Republicanist France, which believed itself immune to the ominous rise of far-right political parties, is no exception. With the ascent of Marine Le Pen to the head of the National Front and her growing popularity in the polls, France joins the surge of nationalist parties that is sweeping over all of Europe. We must understand the new dynamics that underlie this relapse toward a continent-wide far-right movement: in its latest change of face, the far-right misappropriates the legacy of 1968 at the same time that it targets Islam under the guise of defending national values, just as its leaders claim to embody the value of personal liberty all the while asserting their belonging to the “land” of popular imagination, thus forging a new rhetorical repertoire and introducing it into European political culture. The movement is garnering newfound legitimacy by taking up themes of identity that have, for a decade, continued to gain purchase in European public debates. The far-right parties' entrance into these debates procures, in particular, an audience for their spokespeople, who stand out in these arenas through their combativeness toward Islam and through their irreverence, which breaks down former taboos surrounding multiculturalism.
The new faces of the far-right have gained power in their political parties by virtue of their capacity to make a place for themselves in debate—in other words, by manufacturing public personalities—as well as by stirring up controversies over the presence of Islam in Europe. They take great care over their self-presentation, which is given precedence over their political representation and their function in the party. We are witnessing a process whereby the presence of actors in the public sphere and the media determines the place they occupy in the political arena. However, public popularity and political engagement do not always follow the same logic, and, indeed, they sometimes come into tension with each other. There are those among the French public, for instance, who declare the National Front an obstacle to the popularity of Marine Le Pen.

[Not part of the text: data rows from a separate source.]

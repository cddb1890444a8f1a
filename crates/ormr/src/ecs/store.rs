//! # Store — Per-Kind Arrays Plus the Entity Registry
//!
//! The [`Store`] is the single owner of all component data. Each
//! [`ComponentKind`] gets its own contiguous `Vec`; entities hold only slot
//! indices into those arrays.
//!
//! ## Memory Layout
//!
//! ```text
//! entities:    [ player, floor, pillar ]      ← registry, creation order
//!                 │        │
//!                 │        └ slots: { transform: 1, collider: 0, .. }
//!                 └ slots: { transform: 0, camera: 0, .. }
//!
//! transforms:  [ t0, t1, t2 ]                  ← one dense array per kind
//! colliders:   [ c0 ]
//! cameras:     [ cam0 ]
//! ```
//!
//! A system that updates every collider scans `colliders` front to back —
//! no indirection, no hashing. The price is that cross-kind access (a
//! collider reaching its owner's transform) goes through the entity's slot
//! table.
//!
//! ## Index Stability
//!
//! Slot indices are invalidated only by operations that reorder an array —
//! plain appends never move already-issued slots, because nothing ever
//! caches a raw reference across a structural mutation (all access
//! re-resolves through the store). The one reordering operation,
//! [`sort_components_by_key`](Store::sort_components_by_key), remaps every
//! entity slot table atomically before returning.
//!
//! ## Lifecycle
//!
//! There is no deletion path. `EntityId`s stay valid for the store's whole
//! life; a scene transition drops the store and builds a fresh one.

use log::warn;

use super::component::{ComponentKind, Stored};
use super::entity::{Entity, EntityId};
use crate::behavior::{MovingPlatform, Rotator, Tag};
use crate::camera::Camera;
use crate::collision::Collider;
use crate::gui::{GuiElement, GuiText};
use crate::render_data::{Light, Mesh};
use crate::transform::Transform;

/// Owner of all entities and component arrays.
///
/// Constructed once at simulation start and passed `&mut` to each system in
/// turn — there is no ambient global instance.
pub struct Store {
    entities: Vec<Entity>,
    transforms: Vec<Transform>,
    meshes: Vec<Mesh>,
    cameras: Vec<Camera>,
    lights: Vec<Light>,
    colliders: Vec<Collider>,
    gui_elements: Vec<GuiElement>,
    gui_texts: Vec<GuiText>,
    rotators: Vec<Rotator>,
    tags: Vec<Tag>,
    moving_platforms: Vec<MovingPlatform>,
    /// Slot of the camera the renderer and controllers should use, in the
    /// `Camera` array.
    pub main_camera: Option<usize>,
}

/// Ties a component type to its kind tag and backing array.
macro_rules! impl_stored {
    ($ty:ty, $kind:ident, $field:ident) => {
        impl Stored for $ty {
            const KIND: ComponentKind = ComponentKind::$kind;

            fn array(store: &Store) -> &[Self] {
                &store.$field
            }

            fn array_mut(store: &mut Store) -> &mut Vec<Self> {
                &mut store.$field
            }

            fn owner(&self) -> EntityId {
                self.owner
            }

            fn set_owner(&mut self, owner: EntityId) {
                self.owner = owner;
            }
        }
    };
}

impl_stored!(Transform, Transform, transforms);
impl_stored!(Mesh, Mesh, meshes);
impl_stored!(Camera, Camera, cameras);
impl_stored!(Light, Light, lights);
impl_stored!(Collider, Collider, colliders);
impl_stored!(GuiElement, GuiElement, gui_elements);
impl_stored!(GuiText, GuiText, gui_texts);
impl_stored!(Rotator, Rotator, rotators);
impl_stored!(Tag, Tag, tags);
impl_stored!(MovingPlatform, MovingPlatform, moving_platforms);

impl Store {
    pub fn new() -> Self {
        Self {
            entities: Vec::new(),
            transforms: Vec::new(),
            meshes: Vec::new(),
            cameras: Vec::new(),
            lights: Vec::new(),
            colliders: Vec::new(),
            gui_elements: Vec::new(),
            gui_texts: Vec::new(),
            rotators: Vec::new(),
            tags: Vec::new(),
            moving_platforms: Vec::new(),
            main_camera: None,
        }
    }

    // ── Entity Registry ──────────────────────────────────────────────

    /// Append a new entity and attach a default [`Transform`] (every entity
    /// has one — systems rely on it). Returns the entity's stable id.
    ///
    /// Duplicate names are permitted; name lookups resolve to the first
    /// match, so a duplicate is logged as a warning.
    pub fn create_entity(&mut self, name: &str) -> EntityId {
        if self.entity(name).is_some() {
            warn!("duplicate entity name \"{name}\" — lookups resolve to the first");
        }
        self.entities.push(Entity::new(name));
        let id = EntityId(self.entities.len() - 1);
        self.create_component::<Transform>(id);
        id
    }

    /// Look up an entity by name. Linear scan, first match — fine at
    /// scene-load scale, not something to call per frame per entity.
    pub fn entity(&self, name: &str) -> Option<EntityId> {
        self.entities
            .iter()
            .position(|e| e.name == name)
            .map(EntityId)
    }

    /// All entity records, in creation order.
    pub fn entities(&self) -> &[Entity] {
        &self.entities
    }

    /// The registry record for `id`.
    ///
    /// # Panics
    ///
    /// Panics if `id` was not issued by this store.
    pub fn entity_record(&self, id: EntityId) -> &Entity {
        self.entities
            .get(id.0)
            .unwrap_or_else(|| panic!("no entity with id {id:?} in this store"))
    }

    /// Mutable registry record for `id` (rename, toggle `active`).
    ///
    /// # Panics
    ///
    /// Panics if `id` was not issued by this store.
    pub fn entity_record_mut(&mut self, id: EntityId) -> &mut Entity {
        self.entities
            .get_mut(id.0)
            .unwrap_or_else(|| panic!("no entity with id {id:?} in this store"))
    }

    // ── Component Attach / Lookup ────────────────────────────────────

    /// Append a default-constructed `K`, record its slot on the entity, and
    /// set its `owner` back-reference. Returns the new component.
    ///
    /// If the entity already had a `K`, the old instance stays in the array
    /// (orphaned) and the slot now points at the new one — same behavior as
    /// attaching twice in the original design.
    ///
    /// # Panics
    ///
    /// Panics if `entity` was not issued by this store.
    pub fn create_component<K: Stored>(&mut self, entity: EntityId) -> &mut K {
        assert!(
            entity.0 < self.entities.len(),
            "create_component: no entity with id {entity:?} in this store"
        );
        let slot = {
            let array = K::array_mut(self);
            array.push(K::default());
            array.len() - 1
        };
        self.entities[entity.0].slots[K::KIND as usize] = Some(slot);
        let component = &mut K::array_mut(self)[slot];
        component.set_owner(entity);
        component
    }

    /// The entity's component of kind `K`, if it has one.
    pub fn component<K: Stored>(&self, entity: EntityId) -> Option<&K> {
        let slot = self.entities.get(entity.0)?.slots[K::KIND as usize]?;
        Some(&K::array(self)[slot])
    }

    /// Mutable access to the entity's component of kind `K`.
    pub fn component_mut<K: Stored>(&mut self, entity: EntityId) -> Option<&mut K> {
        let slot = self.entities.get(entity.0)?.slots[K::KIND as usize]?;
        Some(&mut K::array_mut(self)[slot])
    }

    /// Name-keyed variant of [`component`](Store::component).
    pub fn component_by_name<K: Stored>(&self, name: &str) -> Option<&K> {
        self.component::<K>(self.entity(name)?)
    }

    /// The "safe" accessor: a clone of the entity's component when present,
    /// a fresh detached default otherwise. Call sites that treat the
    /// component as optional read data need no branching; each miss returns
    /// an independent instance with `owner == EntityId::DETACHED`.
    pub fn component_or_default<K: Stored + Clone>(&self, entity: EntityId) -> K {
        self.component::<K>(entity).cloned().unwrap_or_default()
    }

    /// Direct slot access, for callers that already hold a slot index
    /// (the main-camera slot, the controller's cached ray slots).
    ///
    /// # Panics
    ///
    /// Panics if `slot` is out of bounds for `K`'s array.
    pub fn component_in_array<K: Stored>(&self, slot: usize) -> &K {
        &K::array(self)[slot]
    }

    /// Mutable direct slot access.
    ///
    /// # Panics
    ///
    /// Panics if `slot` is out of bounds for `K`'s array.
    pub fn component_in_array_mut<K: Stored>(&mut self, slot: usize) -> &mut K {
        &mut K::array_mut(self)[slot]
    }

    /// The whole backing array for `K`, for systems that scan a kind once
    /// per tick.
    pub fn all_components<K: Stored>(&self) -> &[K] {
        K::array(self)
    }

    /// Mutable backing array for `K`.
    pub fn all_components_mut<K: Stored>(&mut self) -> &mut Vec<K> {
        K::array_mut(self)
    }

    /// The entity's slot for kind `K`, or `None` when absent.
    pub fn component_slot<K: Stored>(&self, entity: EntityId) -> Option<usize> {
        self.entities.get(entity.0)?.slots[K::KIND as usize]
    }

    // ── Reordering ───────────────────────────────────────────────────

    /// Stable-sort `K`'s array by `key`, remapping every entity slot table
    /// in the same call so no stale index survives. This is the one
    /// operation that invalidates previously-read slot indices; callers
    /// holding raw slots (not entities) must re-resolve after it.
    ///
    /// Used by renderers to order meshes by material so state changes are
    /// minimized during draw.
    pub fn sort_components_by_key<K: Stored, Key: Ord>(&mut self, key: impl Fn(&K) -> Key) {
        let remap = {
            let array = K::array_mut(self);
            let mut order: Vec<usize> = (0..array.len()).collect();
            order.sort_by_key(|&slot| key(&array[slot]));

            let mut remap = vec![0usize; order.len()];
            for (new_slot, &old_slot) in order.iter().enumerate() {
                remap[old_slot] = new_slot;
            }

            let mut taken: Vec<Option<K>> =
                std::mem::take(array).into_iter().map(Some).collect();
            *array = order
                .iter()
                .map(|&slot| taken[slot].take().expect("slot permuted twice"))
                .collect();
            remap
        };

        for entity in &mut self.entities {
            if let Some(slot) = entity.slots[K::KIND as usize] {
                entity.slots[K::KIND as usize] = Some(remap[slot]);
            }
        }
    }
}

impl Default for Store {
    fn default() -> Self {
        Self::new()
    }
}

Hence, we face a movement that has been revived politically by its entry to the public sphere, through which it acquires legitimacy for its ideas and puts an end to the stigma of the far-right. These parties are no longer at the end of the political spectrum but seek their political legitimacy at the center of public opinion, and they do so in large part by making Islam a common enemy. Thinkers from the republican right and intellectuals from the left both express perplexity over the rise of right-wing movements that do not hesitate to endorse egalitarian, feminist, and secular ideas. They have been dispossessed of the ideas that previously guaranteed the far-right's restriction to the margins of the political system.

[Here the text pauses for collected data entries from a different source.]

//! GUI data components.
//!
//! The layout/draw side of the GUI lives outside this core; what's stored
//! here is the data an external GUI system reads (anchor, offset, size,
//! text) and the one piece of logic gameplay needs back from it: the
//! screen-bounds hit test for click handling. The external system is
//! responsible for filling `bounds` after layout.

use serde::{Deserialize, Serialize};

use crate::ecs::EntityId;
use crate::math::{Vec2, Vec3};

/// Which part of the screen a GUI element is anchored to.
#[derive(Debug, Clone, Copy, PartialEq, Eq, Default, Serialize, Deserialize)]
#[serde(rename_all = "snake_case")]
pub enum GuiAnchor {
    TopLeft,
    Top,
    TopRight,
    CenterLeft,
    #[default]
    Center,
    CenterRight,
    BottomLeft,
    Bottom,
    BottomRight,
}

/// Screen-space bounding box in pixels, filled in by the GUI layout pass.
#[derive(Debug, Clone, Copy, Default, PartialEq, Eq)]
pub struct ScreenBounds {
    pub x_min: i32,
    pub x_max: i32,
    pub y_min: i32,
    pub y_max: i32,
}

impl ScreenBounds {
    /// Strictly-inside test, matching the click handling this feeds:
    /// points on the border don't count.
    pub fn contains(&self, x: i32, y: i32) -> bool {
        x > self.x_min && x < self.x_max && y > self.y_min && y < self.y_max
    }
}

/// A textured GUI quad.
#[derive(Debug, Clone)]
pub struct GuiElement {
    pub owner: EntityId,
    /// Texture resource index, owned by the external asset pipeline.
    pub texture: usize,
    pub width: i32,
    pub height: i32,
    pub anchor: GuiAnchor,
    /// Pixel offset from the anchor point.
    pub offset: Vec2,
    pub bounds: ScreenBounds,
}

impl Default for GuiElement {
    fn default() -> Self {
        Self {
            owner: EntityId::DETACHED,
            texture: 0,
            width: 0,
            height: 0,
            anchor: GuiAnchor::default(),
            offset: Vec2::ZERO,
            bounds: ScreenBounds::default(),
        }
    }
}

/// A GUI text label.
#[derive(Debug, Clone)]
pub struct GuiText {
    pub owner: EntityId,
    pub text: String,
    pub font_face: String,
    pub font_size: i32,
    pub color: Vec3,
    pub anchor: GuiAnchor,
    pub offset: Vec2,
}

impl Default for GuiText {
    fn default() -> Self {
        Self {
            owner: EntityId::DETACHED,
            text: String::new(),
            font_face: String::new(),
            font_size: 32,
            color: Vec3::ONE,
            anchor: GuiAnchor::default(),
            offset: Vec2::ZERO,
        }
    }
}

The rising stars of the European far-right, such as Marine Le Pen in France, in fact scramble the divide between right and left, thus distinguishing themselves from the preceding generation of conservatives. They sometimes display a habitus evocative of European counter-culture—something completely out of step with the style of their predecessors. The leader of the far-right Freedom Party of Austria, Heinz-Christian Strache, who often sports a tee-shirt emblazoned with an effigy of Che, and the Swiss politician Oskar Freysinger, who wears his long hair in a ponytail, do not hesitate to borrow the emblems of cultural revolt. In choosing Islam as a target, they make themselves out to be defenders of sexual equality, feminism, and freedom of expression, as well as supporters of the fight against homophobia and anti-Semitism. Hijacking the cultural legacy of the left, they promote those values to which the preceding, patriarchal, xenophobic, and anti-Semitic far-right was hostile.

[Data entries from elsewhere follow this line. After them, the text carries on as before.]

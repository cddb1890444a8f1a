//! Renderer-facing data components.
//!
//! The engine core stores these but never draws them — a renderer is an
//! external consumer that reads the arrays each frame. [`Mesh`] holds
//! resource indices owned by the external asset pipeline; [`Light`] is a
//! bare color until the lighting model grows.

use crate::ecs::EntityId;
use crate::math::Vec3;

/// References into the external geometry/material resource arrays.
///
/// Renderers typically call
/// [`sort_components_by_key`](crate::ecs::Store::sort_components_by_key)
/// with the material index so draw order minimizes state changes.
#[derive(Debug, Clone)]
pub struct Mesh {
    pub owner: EntityId,
    /// Index of the geometry resource.
    pub geometry: usize,
    /// Index of the material resource.
    pub material: usize,
}

impl Default for Mesh {
    fn default() -> Self {
        Self {
            owner: EntityId::DETACHED,
            geometry: 0,
            material: 0,
        }
    }
}

/// A point light. Position comes from the owner's transform.
#[derive(Debug, Clone)]
pub struct Light {
    pub owner: EntityId,
    pub color: Vec3,
}

impl Default for Light {
    fn default() -> Self {
        Self {
            owner: EntityId::DETACHED,
            color: Vec3::ONE,
        }
    }
}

Similarly, Marine Le Pen, while profiting from her lineage, aims for political renewal by breaking away from her father's tradition and its representation of the “real” (i.e., Catholic and working-class) France. If the father made himself spokesman for the “little people,” in opposition to the established elites associated with the Grand Écoles education system, the daughter, a lawyer and Member of the European Parliament, does not oppose the Republic's elite but, on the contrary, claims to be a defender of its values. She even goes so far as to claim to embody those values; she emblazons herself in republican ideals, defending secularism and adopting a feminist stance. She does not hesitate to endorse ideas that were introduced by a specific, and influential, form of feminism in support of her fight against the Islamic veil and the perceived threat of Muslim communitarianism.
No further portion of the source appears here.